生傷の絶えぬ攘夷志士には必要不可欠な場所である。
けれどこんな小さな傷で行く必要などあるのか?そう言えば銀時は溜息をついて「常識だぞ」と呟いて説明し始めた。
「どれだけ小せェ傷でも菌が入ったら化膿しちまって腕が腐るのはわかるだろ?特に攘夷志士はそうだ。俺たちは今お世辞にも清潔とはいえねェ場所にいるんだ。菌が入る可能性は充分にある。わかったらさっさと行け!」
「ちっ、わかったよ」
銀時は説明し終えるなり大声で怒鳴って医務室の方角を指差した。
私が渋々歩き始めれば銀時は満足気に頬を緩ませて、腹が減ったと食堂の方へ体を向けた。
「失礼しまーす」
先程の部屋から数秒で医務室に着いた。恐る恐る木のドアを開ければ、中から「はい」とひとつ男の声。
少し気を張りながら医務室内へ足を進める。
中には栗色の長い髪を、十四郎のように後ろで高く結っている男。まるでどこかの話に出てくる王子様のような綺麗な顔立ちをしていて、その顔は優しそうに微笑んでいた。

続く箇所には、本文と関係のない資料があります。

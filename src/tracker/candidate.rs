//! Clusters of unconfirmed face observations waiting for promotion.

use chrono::{DateTime, Utc};
use ndarray::{Array1, Array2};

use crate::config::{DistanceMetric, TrackerConfig};
use crate::identity::{Sample, SampleBuffer};
use crate::tracker::detection::FaceObservation;
use crate::tracker::matching::greedy_assign;
use crate::tracker::rect::Rect;

/// A group of similar unmatched observations that may become an identity.
#[derive(Debug, Clone)]
pub struct CandidateCluster {
    key: u64,
    samples: SampleBuffer,
    sample_count: u64,
    streak: u32,
    idle_frames: u32,
    age: u32,
    last_face: Rect,
}

impl CandidateCluster {
    fn open(key: u64, capacity: usize, face: &FaceObservation, now: DateTime<Utc>) -> Self {
        let mut samples = SampleBuffer::new(capacity);
        samples.push(Sample::new(face.embedding.clone(), now));
        Self {
            key,
            samples,
            sample_count: 1,
            streak: 1,
            idle_frames: 0,
            age: 1,
            last_face: face.bbox,
        }
    }

    fn feed(&mut self, face: &FaceObservation, now: DateTime<Utc>) {
        self.samples.push(Sample::new(face.embedding.clone(), now));
        self.sample_count += 1;
        self.streak += 1;
        self.idle_frames = 0;
        self.last_face = face.bbox;
    }

    fn starve(&mut self) {
        self.streak = 0;
        self.idle_frames += 1;
    }

    /// Consecutive frames this cluster has been fed.
    pub fn streak(&self) -> u32 {
        self.streak
    }

    pub fn idle_frames(&self) -> u32 {
        self.idle_frames
    }

    /// Frames since the cluster was opened, the opening frame included.
    pub fn age(&self) -> u32 {
        self.age
    }

    pub fn centroid(&self) -> &Array1<f32> {
        self.samples.centroid()
    }

    pub fn sample_count(&self) -> u64 {
        self.sample_count
    }

    pub(crate) fn last_face(&self) -> Rect {
        self.last_face
    }

    pub(crate) fn into_samples(self) -> Vec<Sample> {
        self.samples.into_samples()
    }
}

/// What one frame did to the candidate pool.
#[derive(Debug, Default)]
pub(crate) struct CandidateTick {
    /// Clusters that reached the confirmation streak, oldest first.
    pub ready: Vec<CandidateCluster>,
    pub discarded: usize,
}

/// Every open candidate cluster.
#[derive(Debug)]
pub struct CandidatePool {
    clusters: Vec<CandidateCluster>,
    next_key: u64,
    metric: DistanceMetric,
    candidate_threshold: f32,
    min_frames_to_confirm: u32,
    max_idle_frames: u32,
    max_age: u32,
    max_samples: usize,
}

impl CandidatePool {
    pub fn new(config: &TrackerConfig) -> Self {
        Self {
            clusters: Vec::new(),
            next_key: 0,
            metric: config.metric,
            candidate_threshold: config.candidate_threshold,
            min_frames_to_confirm: config.min_frames_to_confirm,
            max_idle_frames: config.candidate_max_idle_frames,
            max_age: config.candidate_max_age(),
            max_samples: config.max_samples,
        }
    }

    pub fn len(&self) -> usize {
        self.clusters.len()
    }

    pub fn is_empty(&self) -> bool {
        self.clusters.is_empty()
    }

    pub fn iter(&self) -> impl Iterator<Item = &CandidateCluster> {
        self.clusters.iter()
    }

    /// Feed this frame's unmatched observations into the pool.
    ///
    /// Each observation joins the closest cluster under the candidate
    /// threshold (one observation per cluster) or opens a new one. Clusters
    /// that reach the confirmation streak are handed back; clusters idle too
    /// long or open too long without promotion are dropped.
    pub(crate) fn update(
        &mut self,
        faces: &[&FaceObservation],
        now: DateTime<Utc>,
    ) -> CandidateTick {
        for cluster in &mut self.clusters {
            cluster.age += 1;
        }

        let keys: Vec<u64> = self.clusters.iter().map(|cluster| cluster.key).collect();
        let mut cost = Array2::from_elem((faces.len(), self.clusters.len()), f32::INFINITY);
        for (i, face) in faces.iter().enumerate() {
            for (j, cluster) in self.clusters.iter().enumerate() {
                cost[[i, j]] = self.metric.distance(&face.embedding, cluster.centroid());
            }
        }
        let row_to_col = greedy_assign(&cost, &keys, self.candidate_threshold);

        let mut fed = vec![false; self.clusters.len()];
        for (face, matched) in faces.iter().zip(&row_to_col) {
            if let Some(j) = matched {
                self.clusters[*j].feed(face, now);
                fed[*j] = true;
            }
        }
        for (cluster, fed) in self.clusters.iter_mut().zip(&fed) {
            if !fed {
                cluster.starve();
            }
        }
        for (face, matched) in faces.iter().zip(&row_to_col) {
            if matched.is_none() {
                let key = self.next_key;
                self.next_key += 1;
                self.clusters
                    .push(CandidateCluster::open(key, self.max_samples, face, now));
            }
        }

        let mut tick = CandidateTick::default();
        let mut open = Vec::with_capacity(self.clusters.len());
        for cluster in self.clusters.drain(..) {
            if cluster.streak >= self.min_frames_to_confirm {
                tick.ready.push(cluster);
            } else if cluster.idle_frames > self.max_idle_frames || cluster.age >= self.max_age {
                tick.discarded += 1;
            } else {
                open.push(cluster);
            }
        }
        self.clusters = open;
        tick
    }
}
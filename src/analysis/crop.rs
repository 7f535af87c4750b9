//! Image regions handed to plugins.

use std::collections::HashMap;
use std::sync::Arc;

use image::{RgbImage, imageops};

use crate::analysis::plugin::InputKind;
use crate::identity::Identity;
use crate::tracker::{Keypoint, Rect};

/// A region of the current frame cut out for one identity.
#[derive(Debug, Clone)]
pub struct Crop {
    pub kind: InputKind,
    /// Region of the frame the crop was cut from, after clipping.
    pub region: Rect,
    pub image: RgbImage,
    /// Pose landmarks in frame coordinates; empty for other kinds.
    pub keypoints: Vec<Keypoint>,
}

impl Crop {
    pub fn new(kind: InputKind, region: Rect, image: RgbImage) -> Self {
        Self {
            kind,
            region,
            image,
            keypoints: Vec::new(),
        }
    }

    pub fn with_keypoints(mut self, keypoints: Vec<Keypoint>) -> Self {
        self.keypoints = keypoints;
        self
    }

    /// Cut `region` out of `frame`. `None` when the region lies outside it.
    pub fn cut(frame: &RgbImage, kind: InputKind, region: Rect) -> Option<Self> {
        let (x, y, width, height) = region.clamp_to(frame.width(), frame.height())?;
        let image = imageops::crop_imm(frame, x, y, width, height).to_image();
        let region = Rect::new(x as f32, y as f32, width as f32, height as f32);
        Some(Self::new(kind, region, image))
    }
}

/// Lazily cut crops for one frame, each made at most once.
pub(crate) struct CropCache<'a> {
    frame: &'a RgbImage,
    whole: Option<Arc<Crop>>,
    cut: HashMap<(u64, InputKind), Option<Arc<Crop>>>,
}

impl<'a> CropCache<'a> {
    pub(crate) fn new(frame: &'a RgbImage) -> Self {
        Self {
            frame,
            whole: None,
            cut: HashMap::new(),
        }
    }

    /// The crop of `kind` for `identity`, if it has that region this frame.
    pub(crate) fn get(&mut self, identity: &Identity, kind: InputKind) -> Option<Arc<Crop>> {
        if kind == InputKind::Generic {
            let frame = self.frame;
            let whole = self.whole.get_or_insert_with(|| {
                let region = Rect::new(0.0, 0.0, frame.width() as f32, frame.height() as f32);
                Arc::new(Crop::new(InputKind::Generic, region, frame.clone()))
            });
            return Some(Arc::clone(whole));
        }

        let frame = self.frame;
        self.cut
            .entry((identity.id(), kind))
            .or_insert_with(|| {
                let boxes = identity.boxes();
                let crop = match kind {
                    InputKind::Face => Crop::cut(frame, kind, boxes.face?),
                    InputKind::Body => Crop::cut(frame, kind, boxes.body?),
                    InputKind::Pose => Crop::cut(frame, kind, boxes.pose?)
                        .map(|crop| crop.with_keypoints(boxes.keypoints.clone())),
                    InputKind::Generic => None,
                };
                crop.map(Arc::new)
            })
            .clone()
    }
}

「きみが最近入ってきた新人だね。俺は睦月遥(むつき はるか)。」
「私は土方朔だ。——睦月といったか、腕の治療をしてくれ。」
「遥でいいよ。俺も朔って読んでいいかな?」
「——ああ、蓮。」
遥は一層笑みを濃くして私の腕を手にとった。
「うーん、大した怪我ではないようだから、消毒するだけでいいかな」
遥は棚から何かの植物を取り出すと、その葉をゆっくりと腕の傷につけた。あまりの冷たさにびくりと震えると蓮はくすくすと笑う。
なんて綺麗な笑い方をするのだろうか。そう思った。
女よりも綺麗な顔は思わず見とれてしまうほど美しい。女装でもすれば私より男が寄ってくるだろう。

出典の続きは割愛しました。